With four months to go before its annual rally to support the lesbian, gay, bisexual and transgender (LGBT) community, Pink Dot has raised 70 per cent of the total sponsorship dollars it got last year.
This is even though foreign companies - the majority of its sponsors in the past - can no longer fund events at the Speakers' Corner unless they have a permit.
To the organisers' surprise, local companies have stepped up to the plate. As of now, 50 Singapore firms have pledged to sponsor this year's edition of Pink Dot.
They come from various industries, from wood floor manufacturer Wood & Wood to hospitality company The Lo & Behold Group.
With shallower pockets, they donate less than the multinational corporations (MNCs) previously. The Singapore companies are giving $1,000, $5,000 or $10,000 - the sponsorship tiers offered by Pink Dot now, compared with the $7,000 or $15,000 tiers last year.
But there are now more sponsors. Last year, there were 18, 13 of which were MNCs, including Twitter, Facebook, Google and Goldman Sachs.
Singapore Management University law don Eugene Tan said the numbers suggest a growing acceptance of the LGBT community in the local corporate world. Businesses are also seeing value in marketing to the gay community, he added.
Mr Brandon Goh, 33, sales director of Wood & Wood, which has been in the timber industry for 25 years, said he was not worried about losing customers who oppose the LGBT cause. "It's a cause that we support," he said.
The amount raised could grow further. The official fund-raising campaign, called Red Dot for Pink Dot, starts only today.

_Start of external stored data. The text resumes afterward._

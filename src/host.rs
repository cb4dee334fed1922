//! Types describing the bundler that hosts the plugin.
//!
//! The Host owns the module graph, the hot-update channel and the output
//! bundle. The plugin only sees them through the traits and plain data types
//! below.

use crate::error::ContextError;
use crate::transform::TransformHook;
use indexmap::IndexMap;
use serde::Serialize;
use std::borrow::Cow;

/// Per-build settings the Host hands over once its configuration is final.
#[derive(Default)]
pub struct ResolvedConfig {
    /// The Host's stylesheet minification flag; `None` means "Host default".
    pub css_minify: Option<bool>,
    /// Every registered plugin, in the order the Host runs them.
    pub plugins: Vec<PluginRegistration>,
}

/// Where a plugin asked to be placed relative to the Host's own steps.
#[derive(Debug, Clone, Copy, PartialEq, Eq)]
pub enum Enforce {
    Pre,
    Post,
}

pub struct PluginRegistration {
    pub name: String,
    pub enforce: Option<Enforce>,
    pub transform: Option<TransformHook>,
}

impl PluginRegistration {
    pub fn new(name: impl Into<String>) -> Self {
        Self {
            name: name.into(),
            enforce: None,
            transform: None,
        }
    }

    pub fn with_transform(mut self, transform: TransformHook) -> Self {
        self.transform = Some(transform);
        self
    }

    pub fn with_enforce(mut self, enforce: Enforce) -> Self {
        self.enforce = Some(enforce);
        self
    }
}

/// A node of the live module graph.
#[derive(Debug, Clone, PartialEq, Eq)]
pub struct ModuleNode {
    pub id: String,
    pub url: String,
    pub kind: ModuleKind,
}

#[derive(Debug, Clone, Copy, PartialEq, Eq)]
pub enum ModuleKind {
    Js,
    Css,
}

impl ModuleKind {
    pub fn as_str(self) -> &'static str {
        match self {
            Self::Js => "js",
            Self::Css => "css",
        }
    }
}

/// Live dev-server session. Absent during one-shot builds.
pub trait DevSession: Send + Sync {
    fn module_by_id(&self, id: &str) -> Option<ModuleNode>;

    fn invalidate_module(&self, module: &ModuleNode);

    /// Pushes a payload to every connected client.
    fn send(&self, payload: HotPayload);
}

#[derive(Debug, Clone, PartialEq, Eq, Serialize)]
#[serde(tag = "type", rename_all = "kebab-case")]
pub enum HotPayload {
    Update { updates: Vec<Update> },
}

#[derive(Debug, Clone, PartialEq, Eq, Serialize)]
#[serde(rename_all = "camelCase")]
pub struct Update {
    #[serde(rename = "type")]
    pub kind: String,
    pub path: String,
    pub accepted_path: String,
    /// Milliseconds since the Unix epoch.
    pub timestamp: u64,
}

/// Capabilities the Host exposes to a running plugin hook.
pub trait PluginContext: Send + Sync {
    fn warn(&self, message: &str);

    fn add_watch_file(&self, id: &str);

    /// Source map of every transform applied so far to the current module.
    fn get_combined_sourcemap(&self) -> Result<String, ContextError>;
}

/// Output files of a finished build, keyed by file name in emission order.
pub type OutputBundle = IndexMap<String, OutputItem>;

#[derive(Debug, Clone, PartialEq, Eq)]
pub enum OutputItem {
    Asset(OutputAsset),
    Chunk(OutputChunk),
}

#[derive(Debug, Clone, PartialEq, Eq)]
pub struct OutputAsset {
    pub file_name: String,
    pub source: AssetSource,
}

#[derive(Debug, Clone, PartialEq, Eq)]
pub struct OutputChunk {
    pub file_name: String,
    pub code: String,
}

#[derive(Debug, Clone, PartialEq, Eq)]
pub enum AssetSource {
    Text(String),
    Bytes(Vec<u8>),
}

impl AssetSource {
    /// Decodes byte sources as UTF-8, replacing invalid sequences.
    pub fn as_text(&self) -> Cow<'_, str> {
        match self {
            Self::Text(text) => Cow::Borrowed(text),
            Self::Bytes(bytes) => String::from_utf8_lossy(bytes),
        }
    }
}
/// `text` starts at an opening brace; returns what is between it and the
/// matching close, skipping over string literals.
fn braced_body(text: &str) -> &str {
    let mut depth = 0usize;
    let mut idx = 0;

    while let Some(ch) = text[idx..].chars().next() {
        let next = idx + ch.len_utf8();
        match ch {
            '{' => depth += 1,
            '}' => {
                depth = depth.saturating_sub(1);
                if depth == 0 {
                    return &text[1..idx];
                }
            }
            '"' | '\'' => {
                let (_, consumed) = read_quoted(&text[next..], ch);
                idx = next + consumed;
                continue;
            }
            '`' => {
                let (_, consumed) = read_template(&text[next..]);
                idx = next + consumed;
                continue;
            }
            _ => {}
        }
        idx = next;
    }

    text.get(1..).unwrap_or_default()
}

/// Splits on whitespace that is not inside brackets or parentheses, so
/// arbitrary values like `grid-cols-[1fr_auto]` stay whole.
fn split_class_list(input: &str) -> Vec<String> {
    let mut tokens = Vec::new();
    let mut current = String::new();
    let mut depth = 0usize;
    let mut chars = input.chars();

    while let Some(ch) = chars.next() {
        match ch {
            '\\' => {
                current.push(ch);
                if let Some(escaped) = chars.next() {
                    current.push(escaped);
                }
                continue;
            }
            '[' | '(' => depth += 1,
            ']' | ')' => depth = depth.saturating_sub(1),
            c if c.is_whitespace() && depth == 0 => {
                if !current.is_empty() {
                    tokens.push(std::mem::take(&mut current));
                }
                continue;
            }
            _ => {}
        }
        current.push(ch);
    }

    if !current.is_empty() {
        tokens.push(current);
    }

    tokens
}

fn is_candidate(token: &str) -> bool {
    if token.is_empty() || token.starts_with(['.', '/']) || token.ends_with([':', '\\']) {
        return false;
    }

    let mut brackets = 0usize;
    let mut parens = 0usize;
    let mut quote: Option<char> = None;
    let mut escaped = false;
    let mut has_letter = false;

    for (idx, ch) in token.chars().enumerate() {
        if !is_allowed_char(ch) {
            return false;
        }
        has_letter |= ch.is_ascii_alphabetic() || ch == '[';

        if let Some(active) = quote {
            if escaped {
                escaped = false;
            } else if ch == '\\' {
                escaped = true;
            } else if ch == active {
                quote = None;
            }
            continue;
        }

        let nested = brackets > 0 || parens > 0;
        match ch {
            '[' => brackets += 1,
            ']' if brackets == 0 => return false,
            ']' => brackets -= 1,
            '(' => parens += 1,
            ')' if parens == 0 => return false,
            ')' => parens -= 1,
            '\'' | '"' if !nested => return false,
            '\'' | '"' => quote = Some(ch),
            '>' | '&' | ',' if !nested => return false,
            '!' if idx > 0 && !nested => return false,
            _ => {}
        }
    }

    quote.is_none() && brackets == 0 && parens == 0 && has_letter
}

fn is_allowed_char(ch: char) -> bool {
    ch.is_ascii_alphanumeric()
        || matches!(
            ch,
            '-' | '_'
                | '/'
                | ':'
                | '.'
                | '%'
                | '#'
                | '['
                | ']'
                | '('
                | ')'
                | '!'
                | '&'
                | '>'
                | '+'
                | ','
                | '\''
                | '"'
                | '\\'
        )
}
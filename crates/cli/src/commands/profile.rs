//! `licport profile`

use anyhow::Result;
use licport_core::Route;

use super::Portal;
use crate::api;
use crate::output::{json, terminal};

pub const ROUTE: Route = Route::Profile;

pub fn run(portal: &Portal) -> Result<()> {
    let step = portal.step("Loading profile");
    let profile = match api::get_profile(&portal.http) {
        Ok(p) => p,
        Err(e) => {
            step.fail();
            return Err(e.into());
        }
    };
    step.finish(profile.api_status.as_deref().unwrap_or("ok"));

    if portal.is_json() {
        return json::print(&profile);
    }
    println!();
    terminal::print_profile(&profile);
    Ok(())
}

The 50 which have signed up did so by word of mouth, said Pink Dot spokesman Paerin Choa, 40.
Last October, the Ministry of Home Affairs made clear that only local entities can sponsor, promote or get its employees to participate in events at the Speakers' Corner. To be considered local, companies need to be incorporated or registered here, and be majority-controlled by Singaporeans.
While foreign firms can get involved if they get a permit, they are unlikely to get the green light given how divisive the LGBT issue is in Singapore.
Home Affairs and Law Minister K. Shanmugam said then: "In general, if it relates to controversial social or political issues, which really are a matter for Singaporeans, then it is unlikely the foreigners will get a permit."
Said Mr Choa: "We were a bit worried whether there would be enough support from local companies to fill the vacuum left by the MNCs."
Pink Dot, now in its ninth year, had intended to run this year's event "bare bones", like its first one in 2009. But along came Mr Darius Cheung, 36, founder of property start-up 99.co, who sent Pink Dot a message saying: "We are a small start-up but we want to help."
Mr Cheung, a Singaporean, then rounded up tech entrepreneurs he knew to reach out to local firms. He also volunteered to front the Red Dot for Pink Dot campaign and build its website through which companies can sponsor.
The campaign hopes to rope in 100 corporate sponsors, and to raise $150,000 in all. It declines to say how much has already been raised.
Associate Professor Tan said: "We might just see the number of corporate sponsors for Pink Dot 2017 being at its highest ironically because of, not in spite of, the restrictions on foreign sponsorship."
Another sponsor is TV production company Hoods Inc. Its co-founder Bratina Tay, 42, said: "We believe in equality and we do not believe in discrimination. We're not imposing our beliefs on other people; it's just what we believe in. If this helps to bring awareness to the public, we are happy to do so."
Digital agency Xpointo Media contributed $5,000. Its managing director, Ms Kathy Teo, 45, said: "Diversity and inclusion are important values to our company. Broadcasting our commitment to these values is good for business."
Correction note: An earlier version of the article misspelt the surname of Mr Darius Cheung. We are sorry for the error.